I’ve finished reading the first sermon in Ratzinger’s God Is Near Us, and it’s filled with powerful ideas and statements. This sermon is titled “God with Us and God among Us,” and for it Ratzinger takes as his starting point this sentence from the Nicene Creed:
By the power of the Holy Spirit He was born of the Vigin Mary, and became Man.”
Growing up as I did in the Churches of Christ, I’m not very familiar with the Nicene Creed, and I had to find it online. Ratzinger argues that this statement is the center of the Creed and, by extension, of the gospel message. He delivered this at the start of a Marian conference, and so part of his focus is on the role of Mary in the Incarnation; Marian theology aside, though, he continually reinforces the idea that the gospel, that Christianity, is a highly personal, deeply human faith: “the Word became flesh and dwelt among us.” At the end of his message, he quotes Gianfranco Ravasi, “the Christian message is not a collection of abstract propositions about God but is God’s encounter with our world, with the reality of our homes and our lives.”

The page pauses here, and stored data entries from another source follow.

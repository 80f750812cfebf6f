//! Stage result records appended to deployment and teardown reports.

use super::StageStatus;
use chrono::{DateTime, Utc};
use serde::{Deserialize, Serialize};
use std::collections::BTreeMap;
use std::time::Duration;

/// Outcome of one pipeline stage.
#[derive(Debug, Clone, PartialEq, Serialize, Deserialize)]
pub struct StageResult {
    /// Stage name.
    pub stage: String,
    /// Stage status.
    pub status: StageStatus,
    /// When the stage started.
    pub started_at: DateTime<Utc>,
    /// Wall-clock duration in milliseconds.
    pub duration_ms: u64,
    /// Diagnostic message (error text for failures, warning text otherwise).
    #[serde(default, skip_serializing_if = "Option::is_none")]
    pub message: Option<String>,
    /// Number of retries performed inside the stage.
    #[serde(default, skip_serializing_if = "is_zero")]
    pub retries: u32,
    /// Stage-specific payload.
    #[serde(default, skip_serializing_if = "BTreeMap::is_empty")]
    pub payload: BTreeMap<String, serde_json::Value>,
}

#[allow(clippy::trivially_copy_pass_by_ref)]
fn is_zero(value: &u32) -> bool {
    *value == 0
}

impl StageResult {
    /// Creates a new stage result.
    #[must_use]
    pub fn new(
        stage: impl Into<String>,
        status: StageStatus,
        started_at: DateTime<Utc>,
        duration: Duration,
    ) -> Self {
        Self {
            stage: stage.into(),
            status,
            started_at,
            duration_ms: u64::try_from(duration.as_millis()).unwrap_or(u64::MAX),
            message: None,
            retries: 0,
            payload: BTreeMap::new(),
        }
    }

    /// Sets the diagnostic message.
    #[must_use]
    pub fn with_message(mut self, message: impl Into<String>) -> Self {
        self.message = Some(message.into());
        self
    }

    /// Sets the retry count.
    #[must_use]
    pub fn with_retries(mut self, retries: u32) -> Self {
        self.retries = retries;
        self
    }

    /// Adds a single payload entry.
    #[must_use]
    pub fn with_payload(mut self, key: impl Into<String>, value: serde_json::Value) -> Self {
        self.payload.insert(key.into(), value);
        self
    }

    /// Merges payload entries.
    #[must_use]
    pub fn with_payload_map(mut self, payload: BTreeMap<String, serde_json::Value>) -> Self {
        self.payload.extend(payload);
        self
    }

    /// Returns true if the stage succeeded.
    #[must_use]
    pub fn is_success(&self) -> bool {
        self.status.is_success()
    }

    /// Returns true if the stage failed.
    #[must_use]
    pub fn is_failure(&self) -> bool {
        self.status.is_failure()
    }
}

#[cfg(test)]
mod tests {
    use super::*;

    #[test]
    fn test_stage_result_success() {
        let result = StageResult::new(
            "build_image",
            StageStatus::Success,
            Utc::now(),
            Duration::from_millis(1500),
        )
        .with_payload("image", serde_json::json!("acme/web:1.0.0"));

        assert_eq!(result.stage, "build_image");
        assert!(result.is_success());
        assert!(!result.is_failure());
        assert_eq!(result.duration_ms, 1500);
        assert_eq!(result.payload["image"], "acme/web:1.0.0");
    }

    #[test]
    fn test_stage_result_failed() {
        let result = StageResult::new("push_image", StageStatus::Failed, Utc::now(), Duration::ZERO)
            .with_message("denied: requested access to the resource is denied");

        assert!(result.is_failure());
        assert_eq!(
            result.message.as_deref(),
            Some("denied: requested access to the resource is denied")
        );
    }

    #[test]
    fn test_stage_result_serialization_omits_empty() {
        let result = StageResult::new("verify_pods", StageStatus::Success, Utc::now(), Duration::ZERO);
        let json = serde_json::to_value(&result).unwrap();

        assert!(json.get("message").is_none());
        assert!(json.get("retries").is_none());
        assert!(json.get("payload").is_none());

        let back: StageResult = serde_json::from_value(json).unwrap();
        assert_eq!(back, result);
    }

    #[test]
    fn test_stage_result_records_retries() {
        let result = StageResult::new(
            "delete_security_group",
            StageStatus::Success,
            Utc::now(),
            Duration::ZERO,
        )
        .with_retries(1);
        let json = serde_json::to_value(&result).unwrap();
        assert_eq!(json["retries"], 1);
    }
}
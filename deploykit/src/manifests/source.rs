//! Where manifests come from.

use super::{Manifest, ManifestSet};
use crate::errors::{ConfigError, DeployError, Result};
use serde::Deserialize;
use serde_json::Value;
use std::path::{Path, PathBuf};
use tracing::debug;

const CLUSTER_SCOPED: [&str; 6] = [
    "Namespace",
    "ClusterRole",
    "ClusterRoleBinding",
    "PersistentVolume",
    "StorageClass",
    "CustomResourceDefinition",
];

/// Values substituted into manifest templates.
#[derive(Debug, Clone, PartialEq, Eq)]
pub struct TemplateVars {
    /// Full image reference, `${IMAGE}`.
    pub image: String,
    /// Workload namespace, `${NAMESPACE}`.
    pub namespace: String,
    /// Service name, `${SERVICE_NAME}`.
    pub service_name: String,
    /// Replica count, `${REPLICAS}`.
    pub replicas: u32,
    /// Service version, `${VERSION}`.
    pub version: String,
}

impl TemplateVars {
    /// Substitutes every known placeholder in `template`.
    #[must_use]
    pub fn render(&self, template: &str) -> String {
        template
            .replace("${IMAGE}", &self.image)
            .replace("${NAMESPACE}", &self.namespace)
            .replace("${SERVICE_NAME}", &self.service_name)
            .replace("${REPLICAS}", &self.replicas.to_string())
            .replace("${VERSION}", &self.version)
    }
}

/// Supplies the manifests for a deployment.
pub trait ManifestSource: Send + Sync {
    /// Produces the manifest set for `vars`.
    fn load(&self, vars: &TemplateVars) -> Result<ManifestSet>;
}

/// Loads `*.yaml`, `*.yml` and `*.json` files from a directory, in file-name order.
///
/// Files may hold several documents separated by `---`, and `List` objects
/// are expanded into their items. Namespaced objects without a namespace are
/// placed in the workload namespace.
#[derive(Debug, Clone)]
pub struct DirectoryManifestSource {
    dir: PathBuf,
}

impl DirectoryManifestSource {
    /// Creates a source reading from `dir`.
    #[must_use]
    pub fn new(dir: impl Into<PathBuf>) -> Self {
        Self { dir: dir.into() }
    }

    /// Returns the directory.
    #[must_use]
    pub fn dir(&self) -> &Path {
        &self.dir
    }

    fn template_files(&self) -> Result<Vec<PathBuf>> {
        if !self.dir.is_dir() {
            return Err(ConfigError::NotFound {
                path: self.dir.clone(),
            }
            .into());
        }
        let mut files: Vec<PathBuf> = std::fs::read_dir(&self.dir)?
            .filter_map(std::result::Result::ok)
            .map(|entry| entry.path())
            .filter(|path| {
                path.is_file()
                    && matches!(
                        path.extension().and_then(|e| e.to_str()),
                        Some("yaml" | "yml" | "json")
                    )
            })
            .collect();
        files.sort();
        Ok(files)
    }
}

impl ManifestSource for DirectoryManifestSource {
    fn load(&self, vars: &TemplateVars) -> Result<ManifestSet> {
        let mut set = ManifestSet::default();
        for path in self.template_files()? {
            let raw = std::fs::read_to_string(&path)?;
            let rendered = vars.render(&raw);
            let before = set.len();
            for document in parse_documents(&rendered)
                .map_err(|err| DeployError::kube(format!("{}: {err}", path.display())))?
            {
                set.push(Manifest::from_value(with_namespace(document, &vars.namespace))?);
            }
            debug!(file = %path.display(), objects = set.len() - before, "loaded manifests");
        }
        if set.is_empty() {
            return Err(DeployError::kube(format!(
                "no manifests found in {}",
                self.dir.display()
            )));
        }
        Ok(set)
    }
}

fn parse_documents(text: &str) -> std::result::Result<Vec<Value>, serde_yaml::Error> {
    let mut documents = Vec::new();
    for document in serde_yaml::Deserializer::from_str(text) {
        let value = Value::deserialize(document)?;
        match value {
            Value::Null => {}
            Value::Object(ref map) if map.get("kind").and_then(Value::as_str) == Some("List") => {
                if let Some(Value::Array(items)) = map.get("items") {
                    documents.extend(items.iter().cloned());
                }
            }
            other => documents.push(other),
        }
    }
    Ok(documents)
}

fn with_namespace(mut document: Value, namespace: &str) -> Value {
    let kind = document.get("kind").and_then(Value::as_str).unwrap_or_default();
    if CLUSTER_SCOPED.contains(&kind) {
        return document;
    }
    if let Some(metadata) = document.get_mut("metadata").and_then(Value::as_object_mut) {
        metadata
            .entry("namespace")
            .or_insert_with(|| Value::String(namespace.to_string()));
    }
    document
}

#[cfg(test)]
mod tests {
    use super::*;
    use pretty_assertions::assert_eq;

    fn vars() -> TemplateVars {
        TemplateVars {
            image: "acme/web:1.2.0".to_string(),
            namespace: "acme".to_string(),
            service_name: "web".to_string(),
            replicas: 2,
            version: "1.2.0".to_string(),
        }
    }

    #[test]
    fn test_render_substitutes_placeholders() {
        let rendered = vars().render("image: ${IMAGE}\nreplicas: ${REPLICAS}\nns: ${NAMESPACE}");
        assert_eq!(rendered, "image: acme/web:1.2.0\nreplicas: 2\nns: acme");
    }

    #[test]
    fn test_directory_source_multi_document() {
        let dir = tempfile::tempdir().unwrap();
        std::fs::write(
            dir.path().join("10-app.yaml"),
            "apiVersion: apps/v1\nkind: Deployment\nmetadata:\n  name: ${SERVICE_NAME}\nspec:\n  replicas: ${REPLICAS}\n---\napiVersion: v1\nkind: Service\nmetadata:\n  name: ${SERVICE_NAME}\n---\n",
        )
        .unwrap();
        std::fs::write(
            dir.path().join("00-ns.json"),
            r#"{"apiVersion": "v1", "kind": "Namespace", "metadata": {"name": "${NAMESPACE}"}}"#,
        )
        .unwrap();
        std::fs::write(dir.path().join("README.md"), "not a manifest").unwrap();

        let set = DirectoryManifestSource::new(dir.path()).load(&vars()).unwrap();

        let refs: Vec<String> = set.manifests().iter().map(Manifest::reference).collect();
        assert_eq!(refs, vec!["namespace/acme", "deployment/web", "service/web"]);
        assert_eq!(set.manifests()[0].namespace(), None);
        assert_eq!(set.manifests()[1].namespace(), Some("acme"));
        assert_eq!(set.manifests()[1].body()["spec"]["replicas"], 2);
    }

    #[test]
    fn test_directory_source_expands_lists() {
        let dir = tempfile::tempdir().unwrap();
        std::fs::write(
            dir.path().join("list.yaml"),
            "apiVersion: v1\nkind: List\nitems:\n- apiVersion: v1\n  kind: ConfigMap\n  metadata: {name: a}\n- apiVersion: v1\n  kind: ConfigMap\n  metadata: {name: b, namespace: other}\n",
        )
        .unwrap();

        let set = DirectoryManifestSource::new(dir.path()).load(&vars()).unwrap();
        assert_eq!(set.len(), 2);
        assert_eq!(set.manifests()[1].namespace(), Some("other"));
    }

    #[test]
    fn test_directory_source_missing_dir() {
        let err = DirectoryManifestSource::new("/nonexistent/manifests")
            .load(&vars())
            .unwrap_err();
        assert!(matches!(err, DeployError::Config(ConfigError::NotFound { .. })));
    }

    #[test]
    fn test_directory_source_empty_dir() {
        let dir = tempfile::tempdir().unwrap();
        let err = DirectoryManifestSource::new(dir.path()).load(&vars()).unwrap_err();
        assert!(err.to_string().contains("no manifests found"));
    }
}
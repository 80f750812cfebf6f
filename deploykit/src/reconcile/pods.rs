//! Pod phase counts.

use crate::clients::ObjectSummary;
use serde::Serialize;
use std::collections::BTreeMap;

/// How many pods are Running out of those expected.
#[derive(Debug, Clone, PartialEq, Eq, Serialize)]
pub struct PodReadiness {
    /// Pods in phase Running.
    pub running: u32,
    /// Pods listed in any phase.
    pub listed: u32,
    /// Pods expected.
    pub expected: u32,
    /// Pod count per phase.
    pub phases: BTreeMap<String, u32>,
}

impl PodReadiness {
    /// Counts Running pods. Only the Running phase counts; Succeeded does not.
    #[must_use]
    pub fn from_pods(pods: &[ObjectSummary], expected: u32) -> Self {
        let mut phases = BTreeMap::new();
        for pod in pods {
            *phases.entry(pod.status.clone()).or_insert(0) += 1;
        }
        Self {
            running: phases.get("Running").copied().unwrap_or(0),
            listed: u32::try_from(pods.len()).unwrap_or(u32::MAX),
            expected,
            phases,
        }
    }

    /// Returns true once every expected pod is Running.
    #[must_use]
    pub fn is_complete(&self) -> bool {
        self.running >= self.expected
    }

    /// Formats the phase counts as `Pending=1, Running=1`.
    #[must_use]
    pub fn describe(&self) -> String {
        if self.phases.is_empty() {
            return "none listed".to_string();
        }
        self.phases
            .iter()
            .map(|(phase, count)| format!("{phase}={count}"))
            .collect::<Vec<_>>()
            .join(", ")
    }
}

#[cfg(test)]
mod tests {
    use super::*;

    #[test]
    fn test_only_running_counts() {
        let pods = vec![
            ObjectSummary::new("a", "Running"),
            ObjectSummary::new("b", "Succeeded"),
            ObjectSummary::new("c", "Pending"),
        ];
        let readiness = PodReadiness::from_pods(&pods, 2);
        assert_eq!(readiness.running, 1);
        assert_eq!(readiness.listed, 3);
        assert!(!readiness.is_complete());
        assert_eq!(readiness.describe(), "Pending=1, Running=1, Succeeded=1");
    }

    #[test]
    fn test_empty_listing() {
        let readiness = PodReadiness::from_pods(&[], 2);
        assert_eq!(readiness.running, 0);
        assert_eq!(readiness.describe(), "none listed");
    }
}
//! Stage lifecycle events.
//!
//! Pipelines emit `stage.started`, `stage.completed` and `stage.failed` for
//! every stage, plus one `pipeline.*` event when a run ends.

mod sink;

pub use sink::{CollectingEventSink, EventSink, LoggingEventSink, NoOpEventSink};

/// Emitted before a stage runs.
pub const STAGE_STARTED: &str = "stage.started";
/// Emitted when a stage finishes without failing, including warnings.
pub const STAGE_COMPLETED: &str = "stage.completed";
/// Emitted when a stage fails.
pub const STAGE_FAILED: &str = "stage.failed";
/// Emitted when a run reaches its terminal state.
pub const PIPELINE_FINISHED: &str = "pipeline.finished";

Other things to ponder: commenting on the statement from the Creed, Ratzinger states,
But the dramatic feature of this sentence is that it does not assert some eternal truth about the being of God; rather, it expresses an action, which on closer inspection, turns out to be in the passive voice, something that happened to Him.”
Father, I thank you for the revelation and the reminder that Jesus, the Word, the Son of the Living God, very God of very God, came in the flesh — was born of a virgin. This truly is gospel, good news. Father, I ask — Holy Spirit, I invite — You to make this revelation more profound, more real to me.